If $q \leq x_{2m}$ for some $m \in \Bbb N \cup \{0\}$ consider $\epsilon = x_{2m + 2} - x_{2m} > 0$ and any $N \in \Bbb N$. Choose $n \in \Bbb N$ such that $2n > 2m+2 + N$. Then
$$ \lvert x_{2n} - q \rvert = x_{2n} - q > x_{2n} - x_{2m} > x_{2m+2} - x_{2m} > \epsilon $$
So $q \nleq x_{2m}$ and similarly prove $q \ngeq x_{2n+1}$. So $x_{2m} < q < x_{2n+1}$ for all $m,n \in \Bbb N \cup \{0\}$.

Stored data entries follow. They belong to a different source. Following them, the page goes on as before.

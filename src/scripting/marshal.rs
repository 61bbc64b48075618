//! 值编组
//!
//! `peek` 把引擎栈上的值递归转换为 `Data`，`push` 反之。
//! 两个方向都在每层递归前预留栈空间，并在出错时把栈恢复到进入时的深度。

use super::callbacks::{self, ScriptFunction};
use super::data::{Data, Function};
use super::interpreter::Heap;
use super::stack::StackFrame;
use super::text;
use crate::bindings::ffi::*;
use crate::core::{DukError, DukResult};
use std::collections::HashMap;
use std::rc::Rc;
use std::slice;

/// 最大嵌套深度，循环引用的脚本对象在这里终止
pub(crate) const MAX_DEPTH: usize = 1000;

fn too_deep() -> DukError {
    DukError::UnsupportedValue(format!("value nesting exceeds {} levels", MAX_DEPTH))
}

impl Heap {
    /// 相对索引转换为绝对索引，之后的压栈不会让它失效
    fn absolute(&self, idx: duk_idx_t) -> duk_idx_t {
        if idx < 0 {
            unsafe { (self.lib().duk_get_top)(self.ctx()) + idx }
        } else {
            idx
        }
    }

    /// 读取 `idx` 处的值，栈深度不变
    pub(crate) fn peek(self: &Rc<Self>, idx: duk_idx_t) -> DukResult<Data> {
        self.peek_at(idx, 0)
    }

    fn peek_at(self: &Rc<Self>, idx: duk_idx_t, depth: usize) -> DukResult<Data> {
        if depth >= MAX_DEPTH {
            return Err(too_deep());
        }
        let idx = self.absolute(idx);
        let api = self.lib();
        let ctx = self.ctx();

        // 数组和函数也是对象，必须先于普通对象判断
        unsafe {
            if api.duk_is_null_or_undefined(ctx, idx) {
                Ok(Data::Null)
            } else if (api.duk_is_boolean)(ctx, idx) != 0 {
                Ok(Data::Boolean((api.duk_get_boolean)(ctx, idx) != 0))
            } else if (api.duk_is_number)(ctx, idx) != 0 {
                Ok(Data::Number((api.duk_get_number)(ctx, idx)))
            } else if (api.duk_is_string)(ctx, idx) != 0 {
                self.peek_string(idx).map(Data::String)
            } else if (api.duk_is_array)(ctx, idx) != 0 {
                self.peek_array(idx, depth)
            } else if (api.duk_is_function)(ctx, idx) != 0 {
                self.peek_function(idx)
            } else if (api.duk_is_object)(ctx, idx) != 0 {
                self.peek_object(idx, depth)
            } else {
                Err(DukError::UnsupportedValue(format!(
                    "unsupported value type (mask {:#x})",
                    (api.duk_get_type_mask)(ctx, idx)
                )))
            }
        }
    }

    fn peek_string(&self, idx: duk_idx_t) -> DukResult<String> {
        let mut len: duk_size_t = 0;
        let ptr = unsafe { (self.lib().duk_get_lstring)(self.ctx(), idx, &mut len) };
        if ptr.is_null() {
            return Err(DukError::UnsupportedValue(
                "string value has no data".to_string(),
            ));
        }

        let bytes = unsafe { slice::from_raw_parts(ptr.cast::<u8>(), len) };
        text::decode(bytes)
            .map(|s| s.into_owned())
            .map_err(|e| DukError::UnsupportedValue(format!("string is not valid UTF-8: {}", e)))
    }

    fn peek_array(self: &Rc<Self>, idx: duk_idx_t, depth: usize) -> DukResult<Data> {
        let frame = StackFrame::enter(self);
        let api = self.lib();

        let flags = DUK_ENUM_OWN_PROPERTIES_ONLY
            | DUK_ENUM_ARRAY_INDICES_ONLY
            | DUK_ENUM_SORT_ARRAY_INDICES;
        self.open_enum(idx, flags)?;
        let enum_idx = frame.top();

        let mut items = Vec::new();
        while self.next_entry(enum_idx)? {
            items.push(self.peek_at(-1, depth + 1)?);
            unsafe { (api.duk_set_top)(self.ctx(), enum_idx + 1) };
        }
        Ok(Data::Array(items))
    }

    fn peek_object(self: &Rc<Self>, idx: duk_idx_t, depth: usize) -> DukResult<Data> {
        let frame = StackFrame::enter(self);
        let api = self.lib();

        self.open_enum(idx, DUK_ENUM_OWN_PROPERTIES_ONLY)?;
        let enum_idx = frame.top();

        let mut map = HashMap::new();
        while self.next_entry(enum_idx)? {
            let key = self.peek_string(enum_idx + 1)?;
            let value = self.peek_at(enum_idx + 2, depth + 1)?;
            map.insert(key, value);
            unsafe { (api.duk_set_top)(self.ctx(), enum_idx + 1) };
        }
        Ok(Data::Object(map))
    }

    fn peek_function(self: &Rc<Self>, idx: duk_idx_t) -> DukResult<Data> {
        // 之前推入的宿主函数原样取回
        if let Some(function) = callbacks::host_function_at(self, idx)? {
            return Ok(Data::Function(function));
        }

        let ptr = unsafe { (self.lib().duk_get_heapptr)(self.ctx(), idx) };
        if ptr.is_null() {
            return Err(DukError::UnsupportedValue(
                "function has no heap pointer".to_string(),
            ));
        }
        // 先入 stash，再交出包装器
        callbacks::stash(self, ptr)?;
        Ok(Data::Function(Function::from_script(ScriptFunction::new(
            self, ptr,
        ))))
    }

    /// 把值压入栈顶，失败时栈深度不变
    pub(crate) fn push(self: &Rc<Self>, value: &Data) -> DukResult<()> {
        self.push_at(value, 0)
    }

    fn push_at(self: &Rc<Self>, value: &Data, depth: usize) -> DukResult<()> {
        if depth >= MAX_DEPTH {
            return Err(too_deep());
        }
        self.reserve(1)?;
        let api = self.lib();
        let ctx = self.ctx();

        match value {
            Data::Null => unsafe { (api.duk_push_null)(ctx) },
            Data::Boolean(b) => unsafe { (api.duk_push_boolean)(ctx, duk_bool_t::from(*b)) },
            Data::Number(n) => unsafe { (api.duk_push_number)(ctx, *n) },
            Data::String(s) => {
                let bytes = text::encode(s);
                unsafe { (api.duk_push_lstring)(ctx, bytes.as_ptr().cast(), bytes.len()) };
            }
            Data::Array(items) => return self.push_array(items, depth),
            Data::Object(map) => return self.push_object(map, depth),
            Data::Function(function) => return self.push_function(function),
        }
        Ok(())
    }

    fn push_array(self: &Rc<Self>, items: &[Data], depth: usize) -> DukResult<()> {
        let api = self.lib();
        let ctx = self.ctx();
        let arr = unsafe { (api.duk_push_array)(ctx) };

        let result = items.iter().enumerate().try_for_each(|(i, item)| {
            let index = duk_uarridx_t::try_from(i).map_err(|_| {
                DukError::UnsupportedValue(format!("array index {} out of range", i))
            })?;
            self.push_at(item, depth + 1)?;
            self.put_index(arr, index)
        });

        if result.is_err() {
            unsafe { (api.duk_set_top)(ctx, arr) };
        }
        result
    }

    fn push_object(self: &Rc<Self>, map: &HashMap<String, Data>, depth: usize) -> DukResult<()> {
        let api = self.lib();
        let ctx = self.ctx();
        let obj = unsafe { (api.duk_push_object)(ctx) };

        let result = map.iter().try_for_each(|(key, value)| {
            self.push_at(value, depth + 1)?;
            self.put_prop(obj, &text::encode(key))
        });

        if result.is_err() {
            unsafe { (api.duk_set_top)(ctx, obj) };
        }
        result
    }

    fn push_function(self: &Rc<Self>, function: &Function) -> DukResult<()> {
        match function.as_script() {
            Some(script) if script.belongs_to(self) => {
                unsafe { (self.lib().duk_push_heapptr)(self.ctx(), script.heap_ptr()) };
                Ok(())
            }
            // 其他堆的脚本函数与宿主函数一样经由原生回调桥接
            _ => callbacks::push_host_function(self, function.clone()),
        }
    }
}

I am concerned that this part is insufficient to show $q = \ln(2)$ is irrational:
Since sequence $\{x_n\}$ is Cauchy, we have: $$\forall 0 < \epsilon \in \Bbb Q \ \ \exists N \in \Bbb N: \lvert x_{2n+1} - x_{2m} \rvert < \epsilon \ \ \forall \ \ 2n+1,2m \geq N$$ Let $0 < \epsilon \in \Bbb Q$ be arbitrary. Then for $2n+1,2m \geq N$, $$ 0 < q- x_{2m} < x_{2n+1}-x_{2m} = \lvert x_{2n+1}-x_{2m} \rvert < \epsilon$$ That is, $\forall 0 < \epsilon \in \Bbb Q, \ \ 0 < q- x_{2m} < \epsilon$. So $q = \ln(2)$ cannot be rational, else $q-x_{2m}$ is rational.
Thanks for your help in advance.
Firstly, we should be careful with some terminologies. In the place of '$\forall 0<\epsilon \in \mathbb{Q}$', we should have used, 'given any $\epsilon, 0<\epsilon \in \mathbb{Q}'$. This is because the value of $N$ depends on the $\epsilon$ chosen.
Now coming to the confusion: Assuming that $\{x_n\}$ is a sequence of rational numbers and it converges to $q$ and that $x_n \leq q$ for all $n$. You are assuming that there exists an $N$ such that for all $n\geq N$, the following inequality holds good for all rational numbers $\epsilon$: $$0< q-x_n < \epsilon.$$
No, this is not the case. It cannot even happen. Fix an $n\geq N$. Then there must exist a positive rational number $\epsilon$ which is strictly less than $q-x_n$. Isn't it? Forget about rational or irrational, choose any positive real $\epsilon$. If there exists an $N$ such that for all $n\geq N$ we have $q-x_n < \epsilon$, then it simply means that $q-x_n< \epsilon$ and that there are possibilities that it can even be rational say $\epsilon^{\prime}$ for some $n$. Now, we cannot argue that $q-x_n$ should have been less than $\epsilon^{\prime}$, which is what you are doing.